With its low power consumption, global mobility and high performance, the MP2011 Solo addresses a diverse application space, spanning cell phones,laptops, PDAs, PMPs, and automotive systems and targets a market  with the potential of billions of users in the next few years, according to the manufacturer..

“Mobile TV will only be fully embraced if you are capable of delivering the expected quality with a low power device. We have accomplished this with the MP2011 Solo," stated Terry Leeder, CEO and president of MediaPhy. "Offering multi-standard capability in a single die is a significant technology advancement. Achieving such dramatic power savings in tandem with high performance and multi-standard capability is something we believe will have a significant impact on the market," he added.

“Chip suppliers that deliver superior mobile reception quality, particularly for nominally fixed technologies such as ISDB-T 13-seg and DVB-T, while offering low power dissipation have critical competitive advantages," said Joseph Byrne, a Linley Group analyst and author of A Guide to Mobile TV Chips.

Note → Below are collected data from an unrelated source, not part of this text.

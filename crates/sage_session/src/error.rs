use thiserror::Error;

use sage_crypto::CryptoError;

#[derive(Debug, Error)]
pub enum SessionError {
    /// Terminal state or policy breach — identical for TTL, idle,
    /// message cap and explicit close.
    #[error("Session expired")]
    Expired,

    #[error("No session for this key id")]
    NoSession,

    #[error("Session not yet established")]
    NotEstablished,

    #[error("Out-of-order nonce: expected {expected}, got {got}")]
    NonceOutOfOrder { expected: u128, got: u128 },

    #[error(transparent)]
    Crypto(#[from] CryptoError),
}
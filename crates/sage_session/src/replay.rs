//! Replay guard: bounded (key id, nonce) → first-seen window.
//!
//! `seen_once` atomically marks-and-tests. The window length matches
//! the signature verifier's max skew — anything older could not pass
//! the skew check anyway, so entries beyond it are evicted.

use std::collections::HashMap;
use std::time::{Duration, Instant};

use parking_lot::Mutex;

struct State {
    seen: HashMap<(String, String), Instant>,
    last_sweep: Instant,
}

pub struct ReplayCache {
    window: Duration,
    state: Mutex<State>,
}

impl ReplayCache {
    pub fn new(window: Duration) -> Self {
        Self {
            window,
            state: Mutex::new(State {
                seen: HashMap::new(),
                last_sweep: Instant::now(),
            }),
        }
    }

    /// Returns true when (key_id, nonce) was already observed inside
    /// the window; otherwise records it and returns false.
    pub fn seen_once(&self, key_id: &str, nonce: &str) -> bool {
        let mut state = self.state.lock();

        if state.last_sweep.elapsed() >= self.window {
            let window = self.window;
            state.seen.retain(|_, t| t.elapsed() < window);
            state.last_sweep = Instant::now();
        }

        let key = (key_id.to_owned(), nonce.to_owned());
        match state.seen.get(&key) {
            Some(t) if t.elapsed() < self.window => true,
            _ => {
                state.seen.insert(key, Instant::now());
                false
            }
        }
    }

    pub fn len(&self) -> usize {
        self.state.lock().seen.len()
    }

    pub fn is_empty(&self) -> bool {
        self.len() == 0
    }
}

#[cfg(test)]
mod tests {
    use super::*;

    #[test]
    fn second_observation_is_replay() {
        let cache = ReplayCache::new(Duration::from_secs(300));
        assert!(!cache.seen_once("kid-1", "abc"));
        assert!(cache.seen_once("kid-1", "abc"));
        // Distinct nonce or key id is fresh.
        assert!(!cache.seen_once("kid-1", "abd"));
        assert!(!cache.seen_once("kid-2", "abc"));
    }

    #[test]
    fn entries_expire_with_the_window() {
        let cache = ReplayCache::new(Duration::from_millis(20));
        assert!(!cache.seen_once("kid", "n"));
        std::thread::sleep(Duration::from_millis(30));
        assert!(!cache.seen_once("kid", "n"), "window passed, nonce fresh again");
    }

    #[test]
    fn sweep_bounds_storage() {
        let cache = ReplayCache::new(Duration::from_millis(10));
        for i in 0..100 {
            cache.seen_once("kid", &i.to_string());
        }
        std::thread::sleep(Duration::from_millis(15));
        // The next call sweeps everything stale.
        cache.seen_once("kid", "fresh");
        assert!(cache.len() <= 2);
    }
}
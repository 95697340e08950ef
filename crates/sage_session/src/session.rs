//! Per-session AEAD state and lifecycle.
//!
//! State machine:
//!   Pending → Established → {IdleExpired, TtlExpired, Closed}
//!
//! Invariants (NON-NEGOTIABLE):
//!   - nonce counters are strictly monotonic per direction; a
//!     (key id, nonce) pair is never reused
//!   - within one direction, messages decrypt in counter order only
//!   - a terminal session performs no cryptographic operation
//!   - key material is zeroized on drop

use std::time::Instant;

use base64::{engine::general_purpose::URL_SAFE_NO_PAD, Engine};
use chrono::{DateTime, Utc};
use zeroize::{ZeroizeOnDrop, Zeroizing};

use sage_crypto::aead::{self, counter_nonce, nonce_counter, NONCE_LEN};
use sage_crypto::kdf::{derive_session_keys, Role};
use sage_crypto::keys::PublicKeyBytes;

use crate::error::SessionError;
use crate::policy::SessionPolicy;

#[derive(Debug, Clone, Copy, PartialEq, Eq)]
pub enum SessionState {
    /// Minted locally, peer acknowledgement outstanding.
    Pending,
    Established,
    IdleExpired,
    TtlExpired,
    Closed,
}

impl SessionState {
    pub fn is_terminal(self) -> bool {
        matches!(
            self,
            SessionState::IdleExpired | SessionState::TtlExpired | SessionState::Closed
        )
    }
}

/// One encrypted frame. `nonce` doubles as the ordering token.
#[derive(Debug, Clone)]
pub struct EncryptedPacket {
    pub key_id: [u8; 16],
    pub nonce: [u8; NONCE_LEN],
    pub ciphertext: Vec<u8>,
}

#[derive(ZeroizeOnDrop)]
pub struct SecureSession {
    #[zeroize(skip)]
    session_id: [u8; 16],
    #[zeroize(skip)]
    key_id: [u8; 16],
    send_key: [u8; 32],
    recv_key: [u8; 32],
    #[zeroize(skip)]
    send_ctr: u128,
    #[zeroize(skip)]
    recv_ctr: u128,
    #[zeroize(skip)]
    created: Instant,
    #[zeroize(skip)]
    created_at: DateTime<Utc>,
    #[zeroize(skip)]
    last_used: Instant,
    #[zeroize(skip)]
    messages_sent: u64,
    #[zeroize(skip)]
    messages_received: u64,
    #[zeroize(skip)]
    local_did: String,
    #[zeroize(skip)]
    peer_did: String,
    /// Peer's static Ed25519 key, captured at resolution time; the
    /// signature layer verifies against it without re-resolving.
    #[zeroize(skip)]
    peer_signing_key: PublicKeyBytes,
    #[zeroize(skip)]
    state: SessionState,
    #[zeroize(skip)]
    policy: SessionPolicy,
}

impl SecureSession {
    /// Mint a session from the HPKE exporter secret. Starts `Pending`;
    /// call `establish` once the peer's acknowledgement (or invite) has
    /// been verified.
    pub fn from_exporter(
        exporter: &[u8],
        role: Role,
        local_did: impl Into<String>,
        peer_did: impl Into<String>,
        peer_signing_key: PublicKeyBytes,
        policy: SessionPolicy,
    ) -> Result<Self, SessionError> {
        let keys = derive_session_keys(exporter, role)?;
        let now = Instant::now();
        Ok(Self {
            session_id: keys.session_id,
            key_id: keys.key_id,
            send_key: keys.send_key,
            recv_key: keys.recv_key,
            send_ctr: 0,
            recv_ctr: 0,
            created: now,
            created_at: Utc::now(),
            last_used: now,
            messages_sent: 0,
            messages_received: 0,
            local_did: local_did.into(),
            peer_did: peer_did.into(),
            peer_signing_key,
            state: SessionState::Pending,
            policy,
        })
    }

    // ── Accessors ────────────────────────────────────────────────────

    pub fn session_id(&self) -> [u8; 16] {
        self.session_id
    }

    pub fn key_id(&self) -> [u8; 16] {
        self.key_id
    }

    pub fn key_id_b64(&self) -> String {
        URL_SAFE_NO_PAD.encode(self.key_id)
    }

    pub fn local_did(&self) -> &str {
        &self.local_did
    }

    pub fn peer_did(&self) -> &str {
        &self.peer_did
    }

    pub fn peer_signing_key(&self) -> &PublicKeyBytes {
        &self.peer_signing_key
    }

    pub fn state(&self) -> SessionState {
        self.state
    }

    pub fn created_at(&self) -> DateTime<Utc> {
        self.created_at
    }

    pub fn messages_sent(&self) -> u64 {
        self.messages_sent
    }

    pub fn messages_received(&self) -> u64 {
        self.messages_received
    }

    // ── Lifecycle ────────────────────────────────────────────────────

    pub fn establish(&mut self) -> Result<(), SessionError> {
        self.check_policies()?;
        self.state = SessionState::Established;
        Ok(())
    }

    /// Idempotent; a closed session stays closed.
    pub fn close(&mut self) {
        self.state = SessionState::Closed;
    }

    /// Inline policy check. Transitions to the matching terminal state
    /// and reports `Expired` — identically for every policy.
    pub fn check_policies(&mut self) -> Result<(), SessionError> {
        if self.state.is_terminal() {
            return Err(SessionError::Expired);
        }
        if self.created.elapsed() >= self.policy.max_age {
            self.state = SessionState::TtlExpired;
            return Err(SessionError::Expired);
        }
        if self.last_used.elapsed() >= self.policy.idle_timeout {
            self.state = SessionState::IdleExpired;
            return Err(SessionError::Expired);
        }
        Ok(())
    }

    fn ensure_established(&mut self) -> Result<(), SessionError> {
        self.check_policies()?;
        if self.state != SessionState::Established {
            return Err(SessionError::NotEstablished);
        }
        Ok(())
    }

    // ── Cryptographic operations ─────────────────────────────────────

    /// Encrypt one frame in the send direction. Consumes exactly one
    /// nonce; refuses on counter wrap and on any policy breach.
    pub fn encrypt(&mut self, plaintext: &[u8]) -> Result<EncryptedPacket, SessionError> {
        self.ensure_established()?;
        if self.messages_sent >= self.policy.max_messages {
            self.state = SessionState::Closed;
            return Err(SessionError::Expired);
        }

        let nonce = counter_nonce(self.send_ctr)?;
        let aad = frame_aad(&self.key_id, &nonce);
        let ciphertext = aead::seal(&self.send_key, &nonce, plaintext, &aad)?;

        self.send_ctr += 1;
        self.messages_sent += 1;
        self.last_used = Instant::now();

        Ok(EncryptedPacket {
            key_id: self.key_id,
            nonce,
            ciphertext,
        })
    }

    /// Decrypt one frame in the receive direction. The nonce must be
    /// exactly the next expected counter — strict per-direction order.
    pub fn decrypt(
        &mut self,
        nonce: &[u8; NONCE_LEN],
        ciphertext: &[u8],
    ) -> Result<Zeroizing<Vec<u8>>, SessionError> {
        self.ensure_established()?;
        if self.messages_received >= self.policy.max_messages {
            self.state = SessionState::Closed;
            return Err(SessionError::Expired);
        }

        let got = nonce_counter(nonce);
        if got != self.recv_ctr {
            return Err(SessionError::NonceOutOfOrder {
                expected: self.recv_ctr,
                got,
            });
        }

        let aad = frame_aad(&self.key_id, nonce);
        let plaintext = aead::open(&self.recv_key, nonce, ciphertext, &aad)?;

        self.recv_ctr += 1;
        self.messages_received += 1;
        self.last_used = Instant::now();
        Ok(plaintext)
    }
}

/// AAD binds the frame to its session handle and position.
fn frame_aad(key_id: &[u8; 16], nonce: &[u8; NONCE_LEN]) -> Vec<u8> {
    let mut aad = Vec::with_capacity(16 + NONCE_LEN);
    aad.extend_from_slice(key_id);
    aad.extend_from_slice(nonce);
    aad
}
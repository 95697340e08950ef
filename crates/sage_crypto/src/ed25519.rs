//! Long-term Ed25519 signing keys.
//!
//! Each agent publishes one Ed25519 public key to the registry; the
//! matching secret half signs every RFC 9421 message and handshake
//! envelope the agent emits. Drop clears the secret via ZeroizeOnDrop.

use ed25519_dalek::{Signature, Signer as _, SigningKey, Verifier as _, VerifyingKey};
use rand::rngs::OsRng;
use zeroize::ZeroizeOnDrop;

use crate::error::CryptoError;
use crate::keys::{KeyKind, KeyPair, PublicKeyBytes, SigningPair};

#[derive(ZeroizeOnDrop)]
pub struct Ed25519KeyPair {
    #[zeroize(skip)]
    public: PublicKeyBytes,
    secret_bytes: [u8; 32],
}

impl KeyPair for Ed25519KeyPair {
    const KIND: KeyKind = KeyKind::Ed25519;

    fn generate() -> Result<Self, CryptoError> {
        let signing_key = SigningKey::generate(&mut OsRng);
        let public = PublicKeyBytes(signing_key.verifying_key().to_bytes().to_vec());
        Ok(Self {
            public,
            secret_bytes: signing_key.to_bytes(),
        })
    }

    fn from_secret_bytes(bytes: &[u8]) -> Result<Self, CryptoError> {
        let arr: [u8; 32] = bytes.try_into().map_err(|_| {
            CryptoError::InvalidKey(format!("Ed25519 secret must be 32 bytes, got {}", bytes.len()))
        })?;
        let signing_key = SigningKey::from_bytes(&arr);
        let public = PublicKeyBytes(signing_key.verifying_key().to_bytes().to_vec());
        Ok(Self {
            public,
            secret_bytes: arr,
        })
    }

    fn secret_bytes(&self) -> &[u8; 32] {
        &self.secret_bytes
    }

    fn public(&self) -> &PublicKeyBytes {
        &self.public
    }
}

impl SigningPair for Ed25519KeyPair {
    /// Returns the 64-byte raw Ed25519 signature.
    fn sign(&self, msg: &[u8]) -> Result<Vec<u8>, CryptoError> {
        Ok(SigningKey::from_bytes(&self.secret_bytes)
            .sign(msg)
            .to_bytes()
            .to_vec())
    }

    fn verify(public: &[u8], msg: &[u8], sig: &[u8]) -> Result<(), CryptoError> {
        KeyKind::Ed25519.validate(public)?;
        let vk = VerifyingKey::from_bytes(
            public
                .try_into()
                .map_err(|_| CryptoError::InvalidKey("bad pubkey length".into()))?,
        )
        .map_err(|e| CryptoError::InvalidKey(e.to_string()))?;
        let sig = Signature::from_bytes(
            sig.try_into()
                .map_err(|_| CryptoError::MalformedSignature("Ed25519 signature must be 64 bytes".into()))?,
        );
        vk.verify(msg, &sig)
            .map_err(|_| CryptoError::SignatureVerification)
    }
}

impl Ed25519KeyPair {
    pub fn public_b64(&self) -> String {
        self.public.to_b64()
    }
}

#[cfg(test)]
mod tests {
    use super::*;

    #[test]
    fn sign_verify_roundtrip() {
        let kp = Ed25519KeyPair::generate().unwrap();
        let sig = kp.sign(b"covered bytes").unwrap();
        Ed25519KeyPair::verify(&kp.public().0, b"covered bytes", &sig).unwrap();
    }

    #[test]
    fn verify_rejects_wrong_message() {
        let kp = Ed25519KeyPair::generate().unwrap();
        let sig = kp.sign(b"original").unwrap();
        assert!(Ed25519KeyPair::verify(&kp.public().0, b"tampered", &sig).is_err());
    }

    #[test]
    fn import_reproduces_public_half() {
        let kp = Ed25519KeyPair::generate().unwrap();
        let restored = Ed25519KeyPair::from_secret_bytes(kp.secret_bytes()).unwrap();
        assert_eq!(restored.public(), kp.public());
    }
}
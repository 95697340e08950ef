//! Server (responder) endpoint.
//!
//! On an invitation the server:
//!   (a) verifies the envelope signature against the declared
//!       initiator's resolved signing key
//!   (b) decapsulates the HPKE payload
//!   (c) derives the session
//!   (d) emits a signed acknowledgement referencing the session key id
//!   (e) registers the session
//! Any failure before (e) discards everything — partial state is never
//! retained.
//!
//! On a message it verifies, decrypts, hands the plaintext to the
//! `MessageHandler`, and answers encrypted under the same session.
//! Failure classes map to statuses: unknown DID 404, bad signature or
//! skew 401, replay 409, no session 404, expired session 410, decrypt
//! failures 400.

use std::sync::Arc;
use std::time::Duration;

use async_trait::async_trait;
use chrono::Utc;
use tokio_util::sync::CancellationToken;

use sage_crypto::ed25519::Ed25519KeyPair;
use sage_crypto::hpke::{open_from_peer, EXPORTER_CONTEXT_SESSION, EXPORTER_LEN};
use sage_crypto::kdf::Role;
use sage_crypto::x25519::KemKeyPair;
use sage_did::resolver::Resolver;
use sage_did::{AgentDid, DidError};
use sage_session::{
    ReplayCache, SecureSession, SessionError, SessionPolicy, SessionStore,
};
use sage_wire::message::{Invitation, InvitationAck, MessageEnvelope, WIRE_VERSION};
use sage_wire::sigbase::parse_signature_input;
use sage_wire::signer::sign_response;
use sage_wire::verifier::{verify_request, SessionKeySource, StaticKeySource, VerifyPolicy};
use sage_wire::{
    RequestHandler, SignedRequest, SignedResponse, WireError, INVITE_PATH, MESSAGE_PATH,
};

#[derive(Debug, Clone)]
pub struct ServerConfig {
    pub policy: SessionPolicy,
    pub verify: VerifyPolicy,
}

impl Default for ServerConfig {
    fn default() -> Self {
        Self {
            policy: SessionPolicy::default(),
            verify: VerifyPolicy::default(),
        }
    }
}

/// Application callback for decrypted traffic.
#[async_trait]
pub trait MessageHandler: Send + Sync {
    async fn on_message(&self, peer_did: &str, plaintext: &[u8]) -> Vec<u8>;
}

/// Reference handler: answers `{"from":"server","ok":true,"echo":...}`.
pub struct EchoHandler;

#[async_trait]
impl MessageHandler for EchoHandler {
    async fn on_message(&self, _peer_did: &str, plaintext: &[u8]) -> Vec<u8> {
        let echoed = serde_json::to_string(&String::from_utf8_lossy(plaintext).into_owned())
            .unwrap_or_else(|_| "\"\"".into());
        format!(r#"{{"from":"server","ok":true,"echo":{echoed}}}"#).into_bytes()
    }
}

pub struct AgentServer {
    local_did: AgentDid,
    signing: Ed25519KeyPair,
    kem: KemKeyPair,
    resolver: Arc<dyn Resolver>,
    store: Arc<SessionStore>,
    replay: Arc<ReplayCache>,
    config: ServerConfig,
    handler: Arc<dyn MessageHandler>,
    cancel: CancellationToken,
}

impl AgentServer {
    #[allow(clippy::too_many_arguments)]
    pub fn new(
        local_did: AgentDid,
        signing: Ed25519KeyPair,
        kem: KemKeyPair,
        resolver: Arc<dyn Resolver>,
        store: Arc<SessionStore>,
        config: ServerConfig,
        handler: Arc<dyn MessageHandler>,
    ) -> Self {
        let replay = Arc::new(ReplayCache::new(config.verify.max_skew));
        Self {
            local_did,
            signing,
            kem,
            resolver,
            store,
            replay,
            config,
            handler,
            cancel: CancellationToken::new(),
        }
    }

    pub fn store(&self) -> Arc<SessionStore> {
        self.store.clone()
    }

    /// Stop serving: pending resolver calls abort with `cancelled`.
    pub fn shutdown(&self) {
        self.cancel.cancel();
    }

    // ── Invitation ───────────────────────────────────────────────────

    async fn handle_invite(&self, request: SignedRequest) -> Result<SignedResponse, (u16, String)> {
        // The keyid names the initiator; resolve it before verifying.
        let input = request
            .header("signature-input")
            .ok_or((401, "missing signature".to_string()))?;
        let (_, params) =
            parse_signature_input(input).map_err(|e| (401, format!("signature-invalid: {e}")))?;
        let initiator_did: AgentDid = params
            .key_id
            .parse()
            .map_err(|_| (401, "signature-invalid: keyid is not a DID".to_string()))?;

        let initiator = self
            .resolver
            .resolve(&initiator_did, &self.cancel)
            .await
            .map_err(|e| match e {
                DidError::IdentityNotFound(d) => (404, format!("identity-not-found: {d}")),
                DidError::IdentityInactive(d) => (404, format!("identity-inactive: {d}")),
                other => (500, other.to_string()),
            })?;

        let source = StaticKeySource::new(initiator.signing_key.clone());
        verify_request(&request, &source, &self.replay, &self.config.verify)
            .await
            .map_err(map_wire_error)?;

        let invitation: Invitation = serde_json::from_slice(&request.body)
            .map_err(|e| (400, format!("invalid-input: {e}")))?;
        if invitation.version != WIRE_VERSION {
            return Err((400, "invalid-input: unknown wire version".into()));
        }

        // The envelope's identity claims, the signature's keyid and the
        // HPKE info must all agree.
        let claimed: AgentDid = invitation
            .initiator_did
            .parse()
            .map_err(|_| (400, "invalid-input: bad initiator DID".to_string()))?;
        if !claimed.same_agent(&initiator_did) {
            return Err((401, "signature-invalid: initiator mismatch".into()));
        }
        let responder: AgentDid = invitation
            .responder_did
            .parse()
            .map_err(|_| (400, "invalid-input: bad responder DID".to_string()))?;
        if !responder.same_agent(&self.local_did) {
            return Err((400, "invalid-input: invitation addressed elsewhere".into()));
        }

        let info = invitation
            .handshake_info()
            .map_err(|e| (400, format!("invalid-input: {e}")))?;

        let enc = invitation
            .enc_bytes()
            .map_err(|e| (400, format!("invalid-input: {e}")))?;
        let ciphertext = invitation
            .ciphertext_bytes()
            .map_err(|e| (400, format!("invalid-input: {e}")))?;

        let opened = open_from_peer(
            &self.kem,
            &enc,
            &info,
            EXPORTER_CONTEXT_SESSION,
            EXPORTER_LEN,
            &ciphertext,
            b"",
        )
        .map_err(|e| (400, format!("decrypt-failed: {e}")))?;

        // Proof of decapsulation: the sealed payload is the envelope id.
        if opened.plaintext.as_slice() != invitation.envelope_id.as_bytes() {
            return Err((400, "decrypt-failed: invitation payload mismatch".into()));
        }

        let mut session = SecureSession::from_exporter(
            &opened.exporter_secret,
            Role::Responder,
            self.local_did.canonical(),
            claimed.canonical(),
            initiator.signing_key.clone(),
            self.config.policy,
        )
        .map_err(|e| (500, e.to_string()))?;
        session
            .establish()
            .map_err(|e| (500, e.to_string()))?;
        let key_id_b64 = session.key_id_b64();

        let ack = InvitationAck {
            version: WIRE_VERSION,
            responder_did: self.local_did.canonical(),
            key_id: key_id_b64.clone(),
            envelope_id: invitation.envelope_id.clone(),
            sent_at: Utc::now(),
        };
        let body = serde_json::to_vec(&ack).map_err(|e| (500, e.to_string()))?;
        let mut response = SignedResponse::new(200).with_body(body);
        sign_response(
            &mut response,
            &self.signing,
            &key_id_b64,
            Utc::now().timestamp(),
            &uuid::Uuid::new_v4().to_string(),
        )
        .map_err(|e| (500, e.to_string()))?;

        // Register last — everything above can still fail cleanly.
        self.store.insert(session);
        tracing::info!(peer = %claimed, "session established");
        Ok(response)
    }

    // ── Application traffic ──────────────────────────────────────────

    async fn handle_message(&self, request: SignedRequest) -> Result<SignedResponse, (u16, String)> {
        let source = SessionKeySource::new(self.store.clone());
        let verified = verify_request(&request, &source, &self.replay, &self.config.verify)
            .await
            .map_err(map_wire_error)?;

        let envelope: MessageEnvelope = serde_json::from_slice(&request.body)
            .map_err(|e| (400, format!("invalid-input: {e}")))?;
        if envelope.key_id != verified.key_id {
            return Err((401, "signature-invalid: envelope/signature key id mismatch".into()));
        }

        let key_id = envelope
            .key_id_bytes()
            .map_err(|e| (400, format!("invalid-input: {e}")))?;
        let handle = self
            .store
            .get_by_key_id(&key_id)
            .ok_or((404, "no-session".to_string()))?;

        let nonce = envelope
            .nonce_bytes()
            .map_err(|e| (400, format!("invalid-input: {e}")))?;
        let ciphertext = envelope
            .ciphertext_bytes()
            .map_err(|e| (400, format!("invalid-input: {e}")))?;

        let (plaintext, peer_did) = {
            let mut session = handle.lock();
            let plaintext = session.decrypt(&nonce, &ciphertext).map_err(map_session_error)?;
            (plaintext.to_vec(), session.peer_did().to_owned())
        };

        let reply_plain = self.handler.on_message(&peer_did, &plaintext).await;

        let (packet, key_id_b64) = {
            let mut session = handle.lock();
            let packet = session.encrypt(&reply_plain).map_err(map_session_error)?;
            (packet, session.key_id_b64())
        };
        let reply = MessageEnvelope::from_packet(&packet);
        let body = serde_json::to_vec(&reply).map_err(|e| (500, e.to_string()))?;

        let mut response = SignedResponse::new(200).with_body(body);
        sign_response(
            &mut response,
            &self.signing,
            &key_id_b64,
            Utc::now().timestamp(),
            &reply.envelope_id,
        )
        .map_err(|e| (500, e.to_string()))?;
        Ok(response)
    }
}

fn map_wire_error(e: WireError) -> (u16, String) {
    match e {
        WireError::Replay => (409, "replay".into()),
        WireError::NoSession => (404, "no-session".into()),
        WireError::SkewExceeded { .. } => (401, format!("signature-invalid: {e}")),
        WireError::SignatureInvalid(_) | WireError::MissingHeader(_) => {
            (401, format!("signature-invalid: {e}"))
        }
        other => (400, other.to_string()),
    }
}

fn map_session_error(e: SessionError) -> (u16, String) {
    match e {
        SessionError::Expired => (410, "session-expired".into()),
        SessionError::NoSession => (404, "no-session".into()),
        other => (400, format!("decrypt-failed: {other}")),
    }
}

#[async_trait]
impl RequestHandler for AgentServer {
    async fn handle(&self, request: SignedRequest) -> SignedResponse {
        let result = match request.path.as_str() {
            INVITE_PATH => self.handle_invite(request).await,
            MESSAGE_PATH => self.handle_message(request).await,
            other => Err((404, format!("unknown path {other}"))),
        };
        match result {
            Ok(response) => response,
            Err((status, detail)) => {
                tracing::debug!(status, %detail, "request rejected");
                SignedResponse::new(status)
                    .with_body(format!(r#"{{"error":{}}}"#, serde_json::to_string(&detail).unwrap_or_default()).into_bytes())
            }
        }
    }
}

/// Spawn a reaper that sweeps the store until the server shuts down.
/// Purely an optimization — every lookup checks expiry inline.
pub fn spawn_reaper(store: Arc<SessionStore>, period: Duration, cancel: CancellationToken) {
    tokio::spawn(async move {
        loop {
            tokio::select! {
                _ = cancel.cancelled() => break,
                _ = tokio::time::sleep(period) => {
                    store.reap();
                }
            }
        }
    });
}
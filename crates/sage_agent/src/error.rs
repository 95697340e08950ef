use thiserror::Error;

use sage_crypto::CryptoError;
use sage_did::{DidError, RegistryError};
use sage_session::SessionError;
use sage_wire::WireError;

#[derive(Debug, Error)]
pub enum AgentError {
    #[error("Invalid input: {0}")]
    InvalidInput(String),

    #[error("Operation not legal in state {0}")]
    BadState(&'static str),

    #[error("Acknowledgement mismatch: {0}")]
    AckMismatch(String),

    #[error("Peer answered {status}: {detail}")]
    Peer { status: u16, detail: String },

    #[error(transparent)]
    Identity(#[from] DidError),

    #[error(transparent)]
    Registry(#[from] RegistryError),

    #[error(transparent)]
    Session(#[from] SessionError),

    #[error(transparent)]
    Wire(#[from] WireError),

    #[error(transparent)]
    Crypto(#[from] CryptoError),

    #[error("Serialisation error: {0}")]
    Serialisation(#[from] serde_json::Error),
}
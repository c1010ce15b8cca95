//! Error types for the forecast pipeline.
//!
//! Three error families map to the three failure domains of a run:
//! - [`FetchError`]: network and HTTP failures while pulling source markup
//! - [`ExtractionError`]: fetched markup no longer has the shape an
//!   extractor expects (upstream markup drift)
//! - [`StoreError`]: the shared site store cannot be created, persisted,
//!   or removed
//!
//! Fetch and extraction errors are recovered per task: they are logged with
//! site/kind/URL context and recorded as an empty fragment, so one broken
//! source never takes down the sibling fetches. Store errors are fatal to
//! the run because no valid page can be produced without the store.

use thiserror::Error;

/// Errors that can occur while fetching source markup or resources.
#[derive(Error, Debug)]
pub enum FetchError {
    /// The HTTP request itself failed (connect, timeout, body read).
    #[error("HTTP request failed: {0}")]
    Request(#[from] reqwest::Error),

    /// The server answered with a non-success status code.
    #[error("unexpected status {status} from {url}")]
    Status { status: u16, url: String },

    /// Local I/O failed while writing a downloaded resource to disk.
    #[error("I/O error: {0}")]
    Io(#[from] std::io::Error),
}

/// Errors raised when fetched markup no longer matches the expected shape.
///
/// These signal that the source site changed its page structure and the
/// extractor needs updating; the offending URL is attached by the caller
/// when the error is logged.
#[derive(Error, Debug)]
pub enum ExtractionError {
    /// A structural element the extractor relies on is missing.
    #[error("expected element `{0}` not found in source markup")]
    ElementNotFound(&'static str),

    /// A tide day cell carries a rowspan attribute that is not a number.
    #[error("malformed rowspan attribute: {0:?}")]
    BadRowSpan(String),
}

/// Errors from the shared site store. Always fatal to the run.
#[derive(Error, Debug)]
pub enum StoreError {
    /// The backing directory or file could not be created, written, or removed.
    #[error("store I/O failed: {0}")]
    Io(#[from] std::io::Error),

    /// The store contents could not be serialized or deserialized.
    #[error("store serialization failed: {0}")]
    Json(#[from] serde_json::Error),
}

The MP2011 Solo is designed from the ground up with an eye on system-level designs. Three primary design factors ensure it requires a minimal number of external components:

  1. All blocks are on a single CMOS die thereby eliminating sub-block interfacing components
  2. The zero-IF direct conversion radio architecture eliminates the need for bulky IF SAW filters
  3. Components such as LNA, capacitors, inductors and all necessary memory blocks are integrated into the device to reduce the bill of materials (BOM) cost and enhance system performance.

Manufactured in 130 nm RF CMOS process and encased in a 7 x 7 mm package, the single-die monolithic design features a complex frequency-agile radio and unique configurable hardware engine-based architecture (CHE). This baseband architecture not only eliminates the need for a dedicated DSP and its program memory but also allows a low digital clock-speed as well as the lowest always-on power.

The result of the chip¹s unique baseband design, alongside the direct conversion (Zero-IF) architecture of the tuner, is very low power consumption in all modes. In DVB-H mode, for instance, the MP2011 Solo consumes only 20 mW. Likewsie, ISDB-T 1-seg consumes 80 mW, and power consumption in both DVB-T mobile and ISDB-T 13-seg modes is only 120 mW.

Regarding ISDB-T, Byrne added, adoption of mobile TV in Japan has been phenomenal. JEITA reports that 6.5 million 1Seg-enabled handsets--about one-fourth of all handsets--shipped in the first half of calendar 2007 in Japan. Shipments have grown at a 600% compound annual growth rate, putting the 1Seg-handset attach rate on track to achieve saturation by 2008. The Linley Group estimates that Japan will be the single-largest mobile TV market through 2011.

The chip will sample to customers in October 2007 and is expected to go into volume production in the first quarter of 2008. Other major players in this race include Newport Media, DiBcom, and Siano Mobile Silicon.